PATCH /api/v1/policy-candidates/{id}/rego
Content-Type: application/json

{
"rego_rule": "package behavry.authz.autogen\n\ndefault allow := false\n\ndeny[msg] {\n input.inbound_findings[_].pattern_class == \"prompt_injection\"\n input.inbound_findings[_].severity >= \"critical\"\n msg := \"Custom: block critical prompt injections only\"\n}\n"
}

Only allowed on candidates with status proposed.

Test Dry-Run

POST /api/v1/policy-candidates/{id}/test
Content-Type: application/json

{
"input": {
"agent": {"id": "test-agent", "roles": ["worker"], "risk_tier": "medium"},
"request": {"tool_name": "read_file", "action": "read", "resource": "/tmp/test.txt"},
"inbound_findings": [
{"pattern_class": "prompt_injection", "severity": "high", "content_snippet": "ignore previous instructions"}
]
}
}

The test endpoint pushes the candidate's Rego to OPA under a temporary path, evaluates the provided input, and returns the OPA result.
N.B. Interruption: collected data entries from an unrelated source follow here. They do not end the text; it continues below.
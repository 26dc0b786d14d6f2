use std::{
    collections::BinaryHeap,
    sync::{
        Arc,
        atomic::{AtomicBool, Ordering},
    },
};

use fxhash::FxHashMap;
use rayon::prelude::*;
use tracing::debug;

use crate::{
    constants::{INFINITE_COST, INVALID_NODE, UNRANKED},
    error::{HierarchyError, MatrixError},
    graph::{GraphEdge, HierarchyGraph},
    matrix::{
        matrix_metrics::{Metric, MetricSet},
        matrix_request::Threads,
        ranked_node::RankedNode,
    },
    stopwatch::Stopwatch,
    types::{EdgeId, NodeId},
    weighting::{Cost, Weighting},
};

use super::{
    multi_tree::{MultiTreeEntries, SourceSlots},
    subgraph::SubGraph,
};

/// Best known cost and predecessor of a node, one slot per requested metric.
#[derive(Debug, Clone, Copy)]
struct NodeLabel {
    costs: [Cost; Metric::COUNT],
    parents: [NodeId; Metric::COUNT],
}

impl NodeLabel {
    const UNREACHED: NodeLabel = NodeLabel {
        costs: [INFINITE_COST; Metric::COUNT],
        parents: [INVALID_NODE; Metric::COUNT],
    };

    fn source() -> Self {
        NodeLabel {
            costs: [0; Metric::COUNT],
            parents: [INVALID_NODE; Metric::COUNT],
        }
    }
}

pub struct RPHASTSearchResult {
    pub entries: MultiTreeEntries,

    /// Nodes settled by the upward phase over all sources
    pub visited_nodes: usize,
}

/// Runs one upward search per source over the whole hierarchy, then sweeps the prepared
/// subgraph downwards to carry the costs to the destinations.
pub struct RPHASTSearch<'a, G, W>
where
    G: HierarchyGraph,
    W: Weighting<G>,
{
    graph: &'a G,
    weighting: &'a W,
    subgraph: Option<Arc<SubGraph>>,
    cancellation: Option<Arc<AtomicBool>>,
    threads: Threads,
}

impl<'a, G, W> RPHASTSearch<'a, G, W>
where
    G: HierarchyGraph,
    W: Weighting<G>,
{
    pub fn new(graph: &'a G, weighting: &'a W) -> Self {
        Self {
            graph,
            weighting,
            subgraph: None,
            cancellation: None,
            threads: Threads::Single,
        }
    }

    pub fn with_threads(mut self, threads: Threads) -> Self {
        self.threads = threads;
        self
    }

    pub fn with_cancellation(mut self, cancellation: Arc<AtomicBool>) -> Self {
        self.cancellation = Some(cancellation);
        self
    }

    /// Every following [`RPHASTSearch::compute`] targets the destinations of this subgraph
    pub fn prepare(&mut self, subgraph: Arc<SubGraph>) {
        self.subgraph = Some(subgraph);
    }

    pub fn compute(
        &self,
        sources: &[NodeId],
        destinations: &[NodeId],
        metrics: MetricSet,
    ) -> Result<RPHASTSearchResult, MatrixError> {
        let subgraph = self.subgraph.as_deref().ok_or(MatrixError::NotPrepared)?;

        for &source in sources {
            self.check_node(source)?;
        }

        let local_destinations = destinations
            .iter()
            .map(|&destination| {
                subgraph
                    .local_id(destination)
                    .ok_or(MatrixError::DestinationNotInSubGraph(destination))
            })
            .collect::<Result<Vec<usize>, MatrixError>>()?;

        let metrics_by_slot: Vec<Metric> = metrics.iter().collect();
        let mut entries = MultiTreeEntries::new(sources.len(), destinations.len(), metrics);

        // Nothing to reach
        if subgraph.is_empty() || destinations.is_empty() {
            return Ok(RPHASTSearchResult {
                entries,
                visited_nodes: 0,
            });
        }

        let stopwatch = Stopwatch::new("rphast_search");

        let visited_nodes = match self.threads {
            Threads::Single => entries
                .source_slots_mut()
                .zip(sources)
                .map(|(slots, &source)| {
                    self.search_source(subgraph, source, &local_destinations, &metrics_by_slot, slots)
                })
                .sum::<Result<usize, MatrixError>>()?,
            _ => {
                let pool = rayon::ThreadPoolBuilder::new()
                    .num_threads(self.threads.number_of_threads())
                    .build()?;

                pool.install(|| {
                    entries
                        .par_source_slots_mut()
                        .zip(sources.par_iter())
                        .map(|(slots, &source)| {
                            self.search_source(
                                subgraph,
                                source,
                                &local_destinations,
                                &metrics_by_slot,
                                slots,
                            )
                        })
                        .try_reduce(|| 0, |a, b| Ok(a + b))
                })?
            }
        };

        stopwatch.report();
        debug!(
            "Searched {} sources into {} destinations, settled {} nodes upwards",
            sources.len(),
            destinations.len(),
            visited_nodes
        );

        Ok(RPHASTSearchResult {
            entries,
            visited_nodes,
        })
    }

    fn search_source(
        &self,
        subgraph: &SubGraph,
        source: NodeId,
        local_destinations: &[usize],
        metrics: &[Metric],
        mut slots: SourceSlots<'_>,
    ) -> Result<usize, MatrixError> {
        let (upward_labels, visited_nodes) = self.upward_search(source, metrics)?;

        let mut labels = vec![NodeLabel::UNREACHED; subgraph.node_count()];
        for (node, label) in upward_labels {
            if let Some(local_id) = subgraph.local_id(node) {
                labels[local_id] = label;
            }
        }

        // Tails always come before their heads, so each node is final once its turn comes
        for local_id in 0..subgraph.node_count() {
            self.check_cancelled()?;

            let (settled, rest) = labels.split_at_mut(local_id);
            let label = &mut rest[0];

            for (tail, edge_id) in subgraph.incoming_edges(local_id) {
                let tail_label = &settled[tail];
                self.relax(tail_label, subgraph.node(tail), label, edge_id, metrics);
            }
        }

        for (destination, &local_id) in local_destinations.iter().enumerate() {
            let label = &labels[local_id];
            for slot in 0..metrics.len() {
                if label.costs[slot] != INFINITE_COST {
                    slots.set(destination, slot, label.costs[slot], label.parents[slot]);
                }
            }
        }

        Ok(visited_nodes)
    }

    /// Settles nodes by increasing rank. Upward edges always lead to a higher rank, so every
    /// node is settled after all of its upward predecessors and its label is final, for all
    /// metrics at once.
    fn upward_search(
        &self,
        source: NodeId,
        metrics: &[Metric],
    ) -> Result<(FxHashMap<NodeId, NodeLabel>, usize), MatrixError> {
        let mut labels: FxHashMap<NodeId, NodeLabel> = FxHashMap::default();
        let mut heap = BinaryHeap::new();
        let mut visited_nodes = 0;

        labels.insert(source, NodeLabel::source());
        heap.push(RankedNode {
            node_id: source,
            rank: self.checked_rank(source)?,
        });

        while let Some(RankedNode { node_id, rank }) = heap.pop() {
            self.check_cancelled()?;
            visited_nodes += 1;

            let label = labels[&node_id];

            for &edge_id in self.graph.upward_edges(node_id) {
                let head = self.graph.edge(edge_id).end_node();
                let head_rank = self.checked_rank(head)?;

                if head_rank <= rank {
                    return Err(HierarchyError::RankViolation {
                        edge: edge_id,
                        start: node_id,
                        end: head,
                    }
                    .into());
                }

                let head_label = labels.entry(head).or_insert_with(|| {
                    heap.push(RankedNode {
                        node_id: head,
                        rank: head_rank,
                    });
                    NodeLabel::UNREACHED
                });

                self.relax(&label, node_id, head_label, edge_id, metrics);
            }
        }

        Ok((labels, visited_nodes))
    }

    fn relax(
        &self,
        from: &NodeLabel,
        from_node: NodeId,
        to: &mut NodeLabel,
        edge_id: EdgeId,
        metrics: &[Metric],
    ) {
        let edge = self.graph.edge(edge_id);

        for (slot, &metric) in metrics.iter().enumerate() {
            if from.costs[slot] == INFINITE_COST {
                continue;
            }

            let cost = from.costs[slot].saturating_add(self.weighting.calc_edge_cost(edge, metric));
            if cost < to.costs[slot] {
                to.costs[slot] = cost;
                to.parents[slot] = from_node;
            }
        }
    }

    fn check_node(&self, node: NodeId) -> Result<(), MatrixError> {
        if node >= self.graph.node_count() {
            return Err(MatrixError::NodeOutOfBounds {
                node,
                node_count: self.graph.node_count(),
            });
        }
        Ok(())
    }

    fn checked_rank(&self, node: NodeId) -> Result<usize, MatrixError> {
        match self.graph.node_rank(node) {
            UNRANKED => Err(HierarchyError::UnrankedNode(node).into()),
            rank => Ok(rank),
        }
    }

    fn check_cancelled(&self) -> Result<(), MatrixError> {
        match &self.cancellation {
            Some(flag) if flag.load(Ordering::Relaxed) => Err(MatrixError::Cancelled),
            _ => Ok(()),
        }
    }
}
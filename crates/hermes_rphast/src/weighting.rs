use crate::{
    distance::{Distance, Meters},
    graph::Graph,
    matrix::matrix_metrics::Metric,
};

pub type Weight = u32;
pub type Milliseconds = u32;

/// Accumulated cost of a path for one metric, in the metric's raw unit
/// (weighting units, milliseconds or nanometres).
pub type Cost = u64;

/// Scalar costs of traversing an edge in its own direction.
pub trait Weighting<G>: Sync
where
    G: Graph,
{
    fn calc_edge_weight(&self, edge: &G::Edge) -> Weight;
    fn calc_edge_ms(&self, edge: &G::Edge) -> Milliseconds;
    fn calc_edge_distance(&self, edge: &G::Edge) -> Distance<Meters>;

    fn calc_edge_cost(&self, edge: &G::Edge, metric: Metric) -> Cost {
        match metric {
            Metric::Duration => self.calc_edge_ms(edge) as Cost,
            Metric::Distance => self.calc_edge_distance(edge).nanometers() as Cost,
            Metric::Weight => self.calc_edge_weight(edge) as Cost,
        }
    }
}
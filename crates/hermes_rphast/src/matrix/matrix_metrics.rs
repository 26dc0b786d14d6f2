use std::fmt;

use serde::{Deserialize, Serialize};

#[derive(Debug, Clone, Copy, PartialEq, Eq, Hash, Serialize, Deserialize)]
#[serde(rename_all = "lowercase")]
pub enum Metric {
    Duration,
    Distance,
    Weight,
}

impl Metric {
    pub const ALL: [Metric; 3] = [Metric::Duration, Metric::Distance, Metric::Weight];

    pub(crate) const COUNT: usize = 3;

    fn bit(self) -> u8 {
        match self {
            Metric::Duration => 1,
            Metric::Distance => 1 << 1,
            Metric::Weight => 1 << 2,
        }
    }
}

impl fmt::Display for Metric {
    fn fmt(&self, f: &mut fmt::Formatter<'_>) -> fmt::Result {
        match self {
            Metric::Duration => write!(f, "duration"),
            Metric::Distance => write!(f, "distance"),
            Metric::Weight => write!(f, "weight"),
        }
    }
}

/// Set of metrics requested for a matrix, always iterated in the order of [`Metric::ALL`].
///
/// Each requested metric owns a slot: its position among the requested metrics. Per-metric
/// storage is laid out by slot so unrequested metrics take no space.
#[derive(Debug, Clone, Copy, PartialEq, Eq, Hash, Default, Serialize, Deserialize)]
#[serde(from = "Vec<Metric>", into = "Vec<Metric>")]
pub struct MetricSet {
    bits: u8,
}

impl MetricSet {
    pub fn empty() -> Self {
        Self { bits: 0 }
    }

    pub fn all() -> Self {
        Metric::ALL.into_iter().collect()
    }

    pub fn with(mut self, metric: Metric) -> Self {
        self.bits |= metric.bit();
        self
    }

    pub fn contains(&self, metric: Metric) -> bool {
        self.bits & metric.bit() != 0
    }

    pub fn is_empty(&self) -> bool {
        self.bits == 0
    }

    pub fn len(&self) -> usize {
        self.bits.count_ones() as usize
    }

    pub fn iter(&self) -> impl Iterator<Item = Metric> + '_ {
        Metric::ALL
            .into_iter()
            .filter(|&metric| self.contains(metric))
    }

    pub fn slot(&self, metric: Metric) -> Option<usize> {
        self.iter().position(|requested| requested == metric)
    }
}

impl From<Metric> for MetricSet {
    fn from(metric: Metric) -> Self {
        MetricSet::empty().with(metric)
    }
}

impl FromIterator<Metric> for MetricSet {
    fn from_iter<I: IntoIterator<Item = Metric>>(iter: I) -> Self {
        iter.into_iter()
            .fold(MetricSet::empty(), |set, metric| set.with(metric))
    }
}

impl From<Vec<Metric>> for MetricSet {
    fn from(metrics: Vec<Metric>) -> Self {
        metrics.into_iter().collect()
    }
}

impl From<MetricSet> for Vec<Metric> {
    fn from(set: MetricSet) -> Self {
        set.iter().collect()
    }
}
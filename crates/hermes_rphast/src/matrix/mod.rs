pub mod matrix_algorithm;
pub mod matrix_location;
pub mod matrix_metrics;
pub mod matrix_request;
pub mod matrix_result;
pub mod multi_tree_metrics_extractor;
pub(crate) mod ranked_node;
pub mod rphast;
pub mod rphast_matrix_algorithm;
The temporary policy is not cleaned up automatically -- it is overwritten on the next test.

Response:

{
"candidate_id": "candidate-uuid",
"opa_result": {
"result": {
"deny": ["Auto-generated: block prompt_injection (source: evt-abc123)"]
}
},
"rego_package": "behavry.authz.autogen"
}

Dashboard

The Policy Suggestions page is accessible from the main navigation (marked with an amber badge showing the count of proposed candidates).

Stats Strip

Four metric cards at the top show the count of proposed, approved, rejected, and auto-activated candidates within the trailing 30 days.

Filter Bar

Filter candidates by status, source event type, and confidence range.

Candidate Cards

Each candidate is displayed as a card showing:

  • Pattern signature and source event type
  • Confidence score with a color-coded badge (green for high, amber for medium, red for low)
  • Generated Rego in a syntax-highlighted code block
  • Inline Rego editor (for proposed candidates)
  • Test panel with sample input and OPA result display
  • Approve and Reject action buttons with notes input

The page is organized into three sections:

  1. Awaiting Review -- proposed candidates, sorted by confidence descending
  2. Auto-Activated -- candidates that were automatically activated
  3. Resolved -- approved and rejected candidates

Event Types

The policy automation system publishes four event types to the event bus and SSE stream:

Event TypeWhenKey Data Fields
POLICY_CANDIDATE_PROPOSEDNew candidate created from detection eventcandidate_id, pattern_signature, confidence, source_event_type
POLICY_AUTO_ACTIVATEDCandidate auto-activated (confidence met threshold)candidate_id, policy_id, rego_package, confidence, pattern_signature
POLICY_CANDIDATE_APPROVEDAdmin approved a candidatecandidate_id, policy_id, reviewed_by, pattern_signature, confidence
POLICY_CANDIDATE_REJECTEDAdmin rejected a candidatecandidate_id, reviewed_by, review_notes, pattern_signature

These events appear in the Activity feed and trigger browser notifications in the dashboard when auto-activation occurs.